NEW POLICIES TARGET AUSTRALIA’S HOUSING CRISIS

A unified alliance of peak property, building, community housing, social services, union and industry superannuation groups is proposing a suite of new policy measures targeting Australia’s worsening housing crisis.


If implemented by the Australian Government, the policy options proposed in a landmark new paper released today could deliver 11,150 to 14,950 additional social and affordable homes per annum on top of the new supply already being created by state and territory governments through separate initiatives.


The Alliance’s core members advocating collectively for these new policies include the Australian Council of Trade Unions, the Australian Council of Social Service, the Community Housing Industry Association, Industry Super Australia, Homelessness Australia, the Housing Industry Association, Master Builders Australia, National Shelter and the Property Council of Australia.


The policies aim to leverage new sources of private sector capital and Australia’s residential development capabilities, which are among the most efficient housing delivery mechanisms in the world.


“Significantly improving people’s access to housing that is safe, secure and affordable for the occupants has to be put high on the policy agenda for 2022 and beyond,” said National Affordable Housing Alliance (NAHA) Chair Mr Rod Fehring.


“Despite significant efforts by governments, as well as community, and the private sector over the past thirty-plus years, Australia’s social and affordable housing and homelessness crisis has continued to worsen.”

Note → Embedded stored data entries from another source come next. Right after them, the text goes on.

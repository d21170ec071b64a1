use std::sync::Arc;
use std::time::Duration;

use tracing::{debug, info, warn};

use crate::engine::WalStore;

const CHECK_INTERVAL: Duration = Duration::from_secs(30);

/// Background task that rewrites the WAL once `threshold` appends pile up.
pub async fn run_compactor(store: Arc<WalStore>, threshold: u64) {
    let mut interval = tokio::time::interval(CHECK_INTERVAL);
    loop {
        interval.tick().await;
        compact_if_needed(&store, threshold).await;
    }
}

/// One compaction check. Returns whether the log was rewritten.
pub async fn compact_if_needed(store: &WalStore, threshold: u64) -> bool {
    let appends = store.appends_since_compact().await;
    if appends < threshold {
        debug!(appends, threshold, "compaction not due");
        return false;
    }
    match store.compact().await {
        Ok(()) => {
            info!(path = %store.path().display(), appends, "WAL compacted");
            true
        }
        Err(e) => {
            warn!(path = %store.path().display(), "WAL compaction failed: {e}");
            false
        }
    }
}
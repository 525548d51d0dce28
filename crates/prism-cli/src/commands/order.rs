use crate::support::{load_compiler_or_exit, parse_theme_or_exit};
use prism_core::BuildTarget;
use serde_json::json;

pub fn run(tokens: String, alias: String, theme: String, json_output: bool) {
    let compiler = load_compiler_or_exit(&tokens);
    let target = BuildTarget::new(alias, parse_theme_or_exit(&theme));

    let effective = compiler.effective_order(&target).unwrap_or_else(|e| {
        eprintln!("error: {e}");
        std::process::exit(1);
    });

    if json_output {
        let payload = json!({
            "tokens": tokens,
            "alias": target.alias,
            "theme": target.theme.to_string(),
            "baseOrder": compiler.base_order(),
            "effectiveOrder": effective,
        });
        println!(
            "{}",
            serde_json::to_string_pretty(&payload).expect("json serialization")
        );
    } else {
        println!("prism order {target}");
        println!("  Base order:");
        for name in compiler.base_order() {
            println!("    {name}");
        }
        println!("  Effective order:");
        for name in &effective {
            println!("    {name}");
        }
    }
}
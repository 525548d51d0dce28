//! Error and diagnostic taxonomy for the token engine.
//!
//! Errors are fatal for the build target that produced them and never leak
//! into other targets. Diagnostics are non-fatal: they accumulate per target
//! and are returned alongside the result, never thrown.

use std::fmt;

/// A build target cannot be resolved. Fatal for that target only.
#[derive(Debug, Clone, thiserror::Error)]
pub enum BuildError {
    /// The effective layer order cannot satisfy the target.
    #[error("configuration error: {0}")]
    Configuration(String),

    /// A reference chain revisits a path already in progress.
    #[error("cyclic reference: {chain}")]
    CyclicReference { chain: String },
}

/// Errors while loading token layers from disk or splitting a combined
/// document.
#[derive(Debug, thiserror::Error)]
pub enum LoadError {
    #[error("{path}: I/O error: {message}")]
    Io { path: String, message: String },

    #[error("{path}: parse error: {message}")]
    Parse { path: String, message: String },

    #[error("no token layers found under {0}")]
    Empty(String),
}

/// A non-fatal condition observed during merge, resolution, or
/// normalization.
#[derive(Debug, Clone, PartialEq, Eq, serde::Serialize)]
#[serde(rename_all = "camelCase", tag = "kind", rename_all_fields = "camelCase")]
pub enum Diagnostic {
    /// A reference points at a path that does not exist in the merged tree.
    /// The original reference string is preserved verbatim in the output.
    UnresolvedReference { path: String, reference: String },

    /// A normalizer could not interpret a value; the original value is
    /// preserved verbatim.
    Normalization {
        path: String,
        value: String,
        reason: String,
    },

    /// Two layers define the same path with different kinds. Last writer
    /// wins; this is surfaced for observability only.
    KindConflict {
        path: String,
        earlier: String,
        later: String,
    },
}

impl fmt::Display for Diagnostic {
    fn fmt(&self, f: &mut fmt::Formatter<'_>) -> fmt::Result {
        match self {
            Diagnostic::UnresolvedReference { path, reference } => {
                write!(f, "{path}: unresolved reference {{{reference}}}")
            }
            Diagnostic::Normalization {
                path,
                value,
                reason,
            } => {
                write!(f, "{path}: could not normalize {value:?}: {reason}")
            }
            Diagnostic::KindConflict {
                path,
                earlier,
                later,
            } => {
                write!(f, "{path}: kind changed across layers ({earlier} -> {later})")
            }
        }
    }
}
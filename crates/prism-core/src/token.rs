//! Token data model.
//!
//! A token layer is a nested tree of groups whose leaves are tokens. Every
//! token carries an explicit [`TokenKind`] tag; all later dispatch (notably
//! normalizer selection) goes through that tag, never through path-text
//! matching. The kind comes from the `$type` field of the source document,
//! inherited from enclosing groups where a token omits it, with a one-time
//! path-segment fallback at load for documents that declare no type at all.

use serde_json::Value;
use std::collections::BTreeMap;
use std::fmt;

/// A token path: the ordered segment names from the tree root.
#[derive(Debug, Clone, Default, PartialEq, Eq, PartialOrd, Ord, Hash)]
pub struct TokenPath(Vec<String>);

impl TokenPath {
    pub fn root() -> Self {
        TokenPath(Vec::new())
    }

    pub fn child(&self, segment: &str) -> Self {
        let mut segments = self.0.clone();
        segments.push(segment.to_string());
        TokenPath(segments)
    }

    pub fn segments(&self) -> &[String] {
        &self.0
    }

    pub fn dotted(&self) -> String {
        self.0.join(".")
    }
}

impl fmt::Display for TokenPath {
    fn fmt(&self, f: &mut fmt::Formatter<'_>) -> fmt::Result {
        write!(f, "{}", self.dotted())
    }
}

/// The declared kind of a token.
#[derive(Debug, Clone, PartialEq, Eq)]
pub enum TokenKind {
    Color,
    Dimension,
    Opacity,
    FontFamily,
    FontWeight,
    Number,
    Typography,
    Surface,
    Other(String),
    Unspecified,
}

impl TokenKind {
    /// Map a source-document `$type` string to a kind.
    pub fn from_type(raw: &str) -> TokenKind {
        let folded: String = raw
            .chars()
            .filter(|c| !c.is_whitespace())
            .collect::<String>()
            .to_ascii_lowercase();
        match folded.as_str() {
            "color" => TokenKind::Color,
            "dimension" | "spacing" | "sizing" | "borderradius" | "borderwidth" => {
                TokenKind::Dimension
            }
            "opacity" => TokenKind::Opacity,
            "fontfamily" | "fontfamilies" => TokenKind::FontFamily,
            "fontweight" | "fontweights" => TokenKind::FontWeight,
            "number" => TokenKind::Number,
            "typography" => TokenKind::Typography,
            "surface" => TokenKind::Surface,
            "" => TokenKind::Unspecified,
            _ => TokenKind::Other(raw.trim().to_string()),
        }
    }

    /// Load-time fallback for documents that declare no `$type` anywhere on
    /// the path: infer the kind from the path text once, so that everything
    /// downstream can dispatch on the tag.
    pub fn infer_from_path(path: &TokenPath) -> TokenKind {
        for segment in path.segments() {
            let lower = segment.to_ascii_lowercase();
            if lower.contains("opacity") {
                return TokenKind::Opacity;
            }
            if lower.replace([' ', '-', '_'], "").contains("fontweight") {
                return TokenKind::FontWeight;
            }
        }
        TokenKind::Unspecified
    }

    /// `true` for kinds whose value is a structured group of sub-properties.
    pub fn is_composite(&self) -> bool {
        matches!(self, TokenKind::Typography | TokenKind::Surface)
    }
}

impl fmt::Display for TokenKind {
    fn fmt(&self, f: &mut fmt::Formatter<'_>) -> fmt::Result {
        let label = match self {
            TokenKind::Color => "color",
            TokenKind::Dimension => "dimension",
            TokenKind::Opacity => "opacity",
            TokenKind::FontFamily => "fontFamily",
            TokenKind::FontWeight => "fontWeight",
            TokenKind::Number => "number",
            TokenKind::Typography => "typography",
            TokenKind::Surface => "surface",
            TokenKind::Other(raw) => raw,
            TokenKind::Unspecified => "unspecified",
        };
        write!(f, "{label}")
    }
}

/// A literal scalar value.
#[derive(Debug, Clone, PartialEq)]
pub enum Scalar {
    String(String),
    Number(f64),
    Bool(bool),
}

impl fmt::Display for Scalar {
    fn fmt(&self, f: &mut fmt::Formatter<'_>) -> fmt::Result {
        match self {
            Scalar::String(s) => write!(f, "{s}"),
            Scalar::Number(n) => {
                if n.fract() == 0.0 && n.abs() < 1e15 {
                    write!(f, "{}", *n as i64)
                } else {
                    write!(f, "{n}")
                }
            }
            Scalar::Bool(b) => write!(f, "{b}"),
        }
    }
}

/// A token's raw or resolved value.
#[derive(Debug, Clone, PartialEq)]
pub enum TokenValue {
    Literal(Scalar),
    /// A symbolic reference to another token, stored without braces
    /// (`"color.brand.primary"`).
    Reference(String),
    /// Composite sub-properties (typography, surface), each a literal or a
    /// reference in its own right.
    Composite(BTreeMap<String, TokenValue>),
}

impl TokenValue {
    /// Parse a `$value` JSON payload. A string of the exact shape
    /// `{dot.separated.path}` is a reference; an object is a composite;
    /// anything else is a literal.
    pub fn from_json(value: &Value) -> TokenValue {
        match value {
            Value::String(s) => match reference_target(s) {
                Some(target) => TokenValue::Reference(target.to_string()),
                None => TokenValue::Literal(Scalar::String(s.clone())),
            },
            Value::Number(n) => {
                TokenValue::Literal(Scalar::Number(n.as_f64().unwrap_or_default()))
            }
            Value::Bool(b) => TokenValue::Literal(Scalar::Bool(*b)),
            Value::Object(members) => TokenValue::Composite(
                members
                    .iter()
                    .map(|(name, member)| (name.clone(), TokenValue::from_json(member)))
                    .collect(),
            ),
            other => TokenValue::Literal(Scalar::String(other.to_string())),
        }
    }

    /// Render the value the way it appears in output artifacts. References
    /// render with their braces restored so an unresolved one survives
    /// verbatim.
    pub fn render(&self) -> String {
        match self {
            TokenValue::Literal(scalar) => scalar.to_string(),
            TokenValue::Reference(target) => format!("{{{target}}}"),
            TokenValue::Composite(members) => {
                let rendered: Vec<String> = members
                    .iter()
                    .map(|(name, member)| format!("{name}: {}", member.render()))
                    .collect();
                format!("{{{}}}", rendered.join(", "))
            }
        }
    }
}

/// Returns the reference target if `raw` matches the exact pattern
/// `{<dot-separated path>}`.
fn reference_target(raw: &str) -> Option<&str> {
    let inner = raw.strip_prefix('{')?.strip_suffix('}')?;
    if inner.is_empty() || inner.contains(['{', '}']) {
        return None;
    }
    Some(inner)
}

/// A leaf token: kind tag plus raw (or resolved) value.
#[derive(Debug, Clone, PartialEq)]
pub struct Token {
    pub kind: TokenKind,
    pub value: TokenValue,
    pub description: Option<String>,
}

/// One node of a token tree.
#[derive(Debug, Clone, PartialEq)]
pub enum TokenNode {
    Group(TokenTree),
    Token(Token),
}

/// A nested tree of groups and tokens. Keys sort lexically, which makes
/// every walk deterministic.
#[derive(Debug, Clone, Default, PartialEq)]
pub struct TokenTree {
    pub children: BTreeMap<String, TokenNode>,
}

impl TokenTree {
    pub fn new() -> Self {
        TokenTree::default()
    }

    pub fn is_empty(&self) -> bool {
        self.children.is_empty()
    }

    /// Look up a token by dotted path.
    pub fn get(&self, dotted: &str) -> Option<&Token> {
        let segments: Vec<&str> = dotted.split('.').collect();
        let (last, parents) = segments.split_last()?;
        let mut current = self;
        for segment in parents {
            match current.children.get(*segment) {
                Some(TokenNode::Group(group)) => current = group,
                _ => return None,
            }
        }
        match current.children.get(*last) {
            Some(TokenNode::Token(token)) => Some(token),
            _ => None,
        }
    }

    /// Visit every token in the tree, depth-first, keys in lexical order.
    pub fn walk<'a>(&'a self, mut visit: impl FnMut(&TokenPath, &'a Token)) {
        fn inner<'a>(
            tree: &'a TokenTree,
            path: &TokenPath,
            visit: &mut impl FnMut(&TokenPath, &'a Token),
        ) {
            for (name, node) in &tree.children {
                let child = path.child(name);
                match node {
                    TokenNode::Group(group) => inner(group, &child, visit),
                    TokenNode::Token(token) => visit(&child, token),
                }
            }
        }
        inner(self, &TokenPath::root(), &mut visit);
    }

    /// Number of tokens in the tree.
    pub fn token_count(&self) -> usize {
        let mut count = 0;
        self.walk(|_, _| count += 1);
        count
    }

    /// Produce a new tree with every token rewritten through `map`. Group
    /// structure is preserved; the input is not mutated.
    pub fn map_tokens(&self, mut map: impl FnMut(&TokenPath, &Token) -> Token) -> TokenTree {
        fn inner(
            tree: &TokenTree,
            path: &TokenPath,
            map: &mut impl FnMut(&TokenPath, &Token) -> Token,
        ) -> TokenTree {
            let children = tree
                .children
                .iter()
                .map(|(name, node)| {
                    let child = path.child(name);
                    let mapped = match node {
                        TokenNode::Group(group) => TokenNode::Group(inner(group, &child, map)),
                        TokenNode::Token(token) => TokenNode::Token(map(&child, token)),
                    };
                    (name.clone(), mapped)
                })
                .collect();
            TokenTree { children }
        }
        inner(self, &TokenPath::root(), &mut map)
    }
}

/// Parse one layer's nested mapping into a token tree.
///
/// An object carrying `$value` (or the legacy `value`) is a token; any other
/// object is a group. `$`-prefixed keys at group level are metadata, not
/// children.
pub fn parse_tree(value: &Value) -> TokenTree {
    fn parse_group(members: &serde_json::Map<String, Value>, path: &TokenPath, inherited: &TokenKind) -> TokenTree {
        let group_kind = members
            .get("$type")
            .or_else(|| members.get("type"))
            .and_then(Value::as_str)
            .map(TokenKind::from_type)
            .unwrap_or_else(|| inherited.clone());

        let mut tree = TokenTree::new();
        for (name, child) in members {
            if name.starts_with('$') {
                continue;
            }
            let child_path = path.child(name);
            let Some(child_members) = child.as_object() else {
                continue;
            };
            let node = if let Some(raw) = child_members.get("$value").or_else(|| child_members.get("value")) {
                TokenNode::Token(parse_token(child_members, raw, &child_path, &group_kind))
            } else {
                TokenNode::Group(parse_group(child_members, &child_path, &group_kind))
            };
            tree.children.insert(name.clone(), node);
        }
        tree
    }

    fn parse_token(
        members: &serde_json::Map<String, Value>,
        raw: &Value,
        path: &TokenPath,
        inherited: &TokenKind,
    ) -> Token {
        let declared = members
            .get("$type")
            .or_else(|| members.get("type"))
            .and_then(Value::as_str)
            .map(TokenKind::from_type);
        let kind = match declared {
            Some(kind) => kind,
            None if *inherited != TokenKind::Unspecified => inherited.clone(),
            None => TokenKind::infer_from_path(path),
        };
        let description = members
            .get("$description")
            .or_else(|| members.get("description"))
            .and_then(Value::as_str)
            .map(str::to_string);
        Token {
            kind,
            value: TokenValue::from_json(raw),
            description,
        }
    }

    match value.as_object() {
        Some(members) => parse_group(members, &TokenPath::root(), &TokenKind::Unspecified),
        None => TokenTree::new(),
    }
}

#[cfg(test)]
mod tests {
    use super::*;
    use serde_json::json;

    #[test]
    fn parses_tokens_groups_and_references() {
        let tree = parse_tree(&json!({
            "color": {
                "$type": "color",
                "brand": {
                    "primary": { "$value": "#0055ff" },
                    "accent": { "$value": "{color.brand.primary}" }
                }
            },
            "$metadata": { "ignored": true }
        }));

        let primary = tree.get("color.brand.primary").expect("primary token");
        assert_eq!(primary.kind, TokenKind::Color);
        assert_eq!(
            primary.value,
            TokenValue::Literal(Scalar::String("#0055ff".to_string()))
        );

        let accent = tree.get("color.brand.accent").expect("accent token");
        assert_eq!(
            accent.value,
            TokenValue::Reference("color.brand.primary".to_string())
        );
        assert!(tree.get("$metadata").is_none());
    }

    #[test]
    fn group_type_is_inherited_and_token_type_overrides() {
        let tree = parse_tree(&json!({
            "text": {
                "$type": "typography",
                "weight": { "$type": "fontWeights", "$value": "Bold" },
                "body": { "$value": { "fontSize": "16px", "fontWeight": "{text.weight}" } }
            }
        }));

        assert_eq!(tree.get("text.weight").expect("weight").kind, TokenKind::FontWeight);
        let body = tree.get("text.body").expect("body");
        assert_eq!(body.kind, TokenKind::Typography);
        assert!(matches!(body.value, TokenValue::Composite(_)));
    }

    #[test]
    fn kind_falls_back_to_path_inference_without_any_type() {
        let tree = parse_tree(&json!({
            "effect": { "opacityStrong": { "value": "56px" } },
            "font": { "fontWeight": { "value": "Semibold" } }
        }));

        assert_eq!(
            tree.get("effect.opacityStrong").expect("opacity").kind,
            TokenKind::Opacity
        );
        assert_eq!(
            tree.get("font.fontWeight").expect("weight").kind,
            TokenKind::FontWeight
        );
    }

    #[test]
    fn reference_detection_requires_exact_braces() {
        assert_eq!(
            TokenValue::from_json(&json!("{a.b}")),
            TokenValue::Reference("a.b".to_string())
        );
        assert_eq!(
            TokenValue::from_json(&json!("prefix {a.b}")),
            TokenValue::Literal(Scalar::String("prefix {a.b}".to_string()))
        );
        assert_eq!(
            TokenValue::from_json(&json!("{}")),
            TokenValue::Literal(Scalar::String("{}".to_string()))
        );
    }

    #[test]
    fn render_restores_reference_braces() {
        let value = TokenValue::Reference("color.missing".to_string());
        assert_eq!(value.render(), "{color.missing}");
        assert_eq!(TokenValue::Literal(Scalar::Number(400.0)).render(), "400");
        assert_eq!(TokenValue::Literal(Scalar::Number(0.56)).render(), "0.56");
    }
}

A recent independent review for the Australian Government found that ‘an investment of around

$290 billion will be required over the next two decades to meet the shortfall in social and affordable housing dwellings.’[1]

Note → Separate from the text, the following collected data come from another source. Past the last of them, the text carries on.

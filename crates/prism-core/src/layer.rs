//! Token Set Loader.
//!
//! Layers arrive either as one JSON file per layer under a tokens directory,
//! or as a single combined document whose top-level keys are layer names.
//! The base application order comes from the `$metadata.tokenSetOrder`
//! manifest when present. Without it the order falls back to a lexical sort:
//! deterministic, but an approximation of designer intent.
//!
//! Layers are immutable once loaded; every build target merges from the same
//! shared store.

use crate::error::LoadError;
use crate::token::{TokenTree, parse_tree};
use serde_json::Value;
use std::collections::BTreeMap;
use std::fs;
use std::path::Path;

const METADATA_KEY: &str = "$metadata";
const METADATA_FILE: &str = "$metadata.json";
const SET_ORDER_KEY: &str = "tokenSetOrder";

/// One named layer of token definitions.
#[derive(Debug, Clone)]
pub struct TokenSet {
    pub name: String,
    pub tree: TokenTree,
}

/// All loaded layers plus the base application order.
#[derive(Debug, Clone)]
pub struct LayerStore {
    layers: BTreeMap<String, TokenSet>,
    base_order: Vec<String>,
}

impl LayerStore {
    /// Build a store from loaded sets and a declared order. Declared names
    /// with no matching set are dropped; loaded sets the order omits are
    /// appended in lexical order.
    pub fn new(sets: Vec<TokenSet>, declared_order: &[String]) -> Self {
        let layers: BTreeMap<String, TokenSet> =
            sets.into_iter().map(|set| (set.name.clone(), set)).collect();
        let mut base_order: Vec<String> = declared_order
            .iter()
            .filter(|name| layers.contains_key(*name))
            .cloned()
            .collect();
        for name in layers.keys() {
            if !base_order.contains(name) {
                base_order.push(name.clone());
            }
        }
        LayerStore { layers, base_order }
    }

    pub fn base_order(&self) -> &[String] {
        &self.base_order
    }

    pub fn get(&self, name: &str) -> Option<&TokenSet> {
        self.layers.get(name)
    }

    pub fn len(&self) -> usize {
        self.layers.len()
    }

    pub fn is_empty(&self) -> bool {
        self.layers.is_empty()
    }
}

/// Load a store from a path: a combined document if it is a file, a layer
/// directory otherwise.
pub fn load(path: impl AsRef<Path>) -> Result<LayerStore, LoadError> {
    let path = path.as_ref();
    if path.is_dir() {
        load_dir(path)
    } else {
        load_combined(path)
    }
}

/// Load a single combined tokens document and split it into per-layer sets.
pub fn load_combined(path: impl AsRef<Path>) -> Result<LayerStore, LoadError> {
    let path = path.as_ref();
    let doc = read_json(path)?;
    split_combined(&doc, &path.display().to_string())
}

/// Split a combined tokens document: every non-`$` top-level object is one
/// layer, `$metadata.tokenSetOrder` is the base order.
pub fn split_combined(doc: &Value, origin: &str) -> Result<LayerStore, LoadError> {
    let Some(members) = doc.as_object() else {
        return Err(LoadError::Parse {
            path: origin.to_string(),
            message: "combined tokens document must be a JSON object".to_string(),
        });
    };

    let mut sets = Vec::new();
    for (name, layer) in members {
        if name.starts_with('$') {
            continue;
        }
        if layer.is_object() {
            sets.push(TokenSet {
                name: name.clone(),
                tree: parse_tree(layer),
            });
        }
    }
    if sets.is_empty() {
        return Err(LoadError::Empty(origin.to_string()));
    }

    let declared = members
        .get(METADATA_KEY)
        .map(set_order_from_metadata)
        .unwrap_or_default();
    Ok(LayerStore::new(sets, &declared))
}

/// Load one layer per `.json` file under a directory tree. The layer name is
/// the file's relative path without the extension (`02 Alias/myQ`). A root
/// `$metadata.json` supplies the base order.
pub fn load_dir(path: impl AsRef<Path>) -> Result<LayerStore, LoadError> {
    let root = path.as_ref();
    let mut files = Vec::new();
    collect_json_files(root, root, &mut files)?;
    files.sort();

    let mut sets = Vec::new();
    for name in &files {
        let tree = read_json(&root.join(format!("{name}.json")))?;
        sets.push(TokenSet {
            name: name.clone(),
            tree: parse_tree(&tree),
        });
    }
    if sets.is_empty() {
        return Err(LoadError::Empty(root.display().to_string()));
    }

    let metadata_path = root.join(METADATA_FILE);
    let declared = if metadata_path.is_file() {
        set_order_from_metadata(&read_json(&metadata_path)?)
    } else {
        Vec::new()
    };
    Ok(LayerStore::new(sets, &declared))
}

fn collect_json_files(root: &Path, dir: &Path, out: &mut Vec<String>) -> Result<(), LoadError> {
    let entries = fs::read_dir(dir).map_err(|e| LoadError::Io {
        path: dir.display().to_string(),
        message: e.to_string(),
    })?;
    for entry in entries {
        let entry = entry.map_err(|e| LoadError::Io {
            path: dir.display().to_string(),
            message: e.to_string(),
        })?;
        let entry_path = entry.path();
        let Some(file_name) = entry_path.file_name().and_then(|n| n.to_str()) else {
            continue;
        };
        if entry_path.is_dir() {
            if !file_name.starts_with('.') {
                collect_json_files(root, &entry_path, out)?;
            }
            continue;
        }
        if file_name.starts_with('$') || !file_name.ends_with(".json") {
            continue;
        }
        let relative = entry_path
            .strip_prefix(root)
            .unwrap_or(&entry_path)
            .with_extension("");
        let name = relative
            .components()
            .map(|c| c.as_os_str().to_string_lossy().into_owned())
            .collect::<Vec<_>>()
            .join("/");
        out.push(name);
    }
    Ok(())
}

fn set_order_from_metadata(metadata: &Value) -> Vec<String> {
    metadata
        .get(SET_ORDER_KEY)
        .and_then(Value::as_array)
        .map(|names| {
            names
                .iter()
                .filter_map(Value::as_str)
                .map(str::to_string)
                .collect()
        })
        .unwrap_or_default()
}

fn read_json(path: &Path) -> Result<Value, LoadError> {
    let text = fs::read_to_string(path).map_err(|e| LoadError::Io {
        path: path.display().to_string(),
        message: e.to_string(),
    })?;
    serde_json::from_str(&text).map_err(|e| LoadError::Parse {
        path: path.display().to_string(),
        message: e.to_string(),
    })
}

“The longer the challenge goes without solutions that match the scale of the problem, the more acute it will become with profound social and economic implications," Mr Fehring said.


“We must urgently adopt new approaches backed by new alliances, supporters and sources of capital, to not only halt but gradually reverse this decline and substantially increase the supply of social and affordable housing in an enduring, systematic and self-sustaining way.”


In developing the suite of policy options, NAHA has drawn on the collective expertise of its members together with a range of experts in the field.


NAHA’s members are advocating for the implementation of four initial core policies:


  1. Implementing a Housing Capital Aggregator supported by refundable Affordable Housing Tax Offsets to incentivise and crowd in institutional investment in new social and affordable housing supply.

  2. Establishing a Social and Affordable Housing Future Fund with an initial $20 billion in funds under management to close the social and affordable housing funding gap.

  3. Activating Affordable Build-to-Rent housing as a vehicle to deliver additional social and affordable housing.

  4. Enhancing state and territory-based planning and development contributions legislation to prioritise up to 1% of infrastructure contributions and levies to be aggregated and channelled into social and affordable housing provision consistent with state and territory housing policies across Australia.


In parallel with these policies, NAHA is also seeking a commitment to the development of an integrated database that tracks the delivery of social and affordable housing delivery at a national and regional level to ensure that capital Is deployed where need is greatest.


"A long-term dataset is critical in ensuring that both transparency and accountability in the delivery of the right types of housing on the right terms in the right locations,” Mr Fehring said.


Of the total net new additional supply created by the application of this policy suite, NAHA’ s position is that a minimum of 25% be dedicated to addressing the needs of the most vulnerable households as social housing with rents capped below 30% of household income.


The Alliance is seeking to work with all levels of government and has proposed establishing a joint federal, state and territory government taskforce in partnership with NAHA to progress the development and implementation of the recommended policy suite.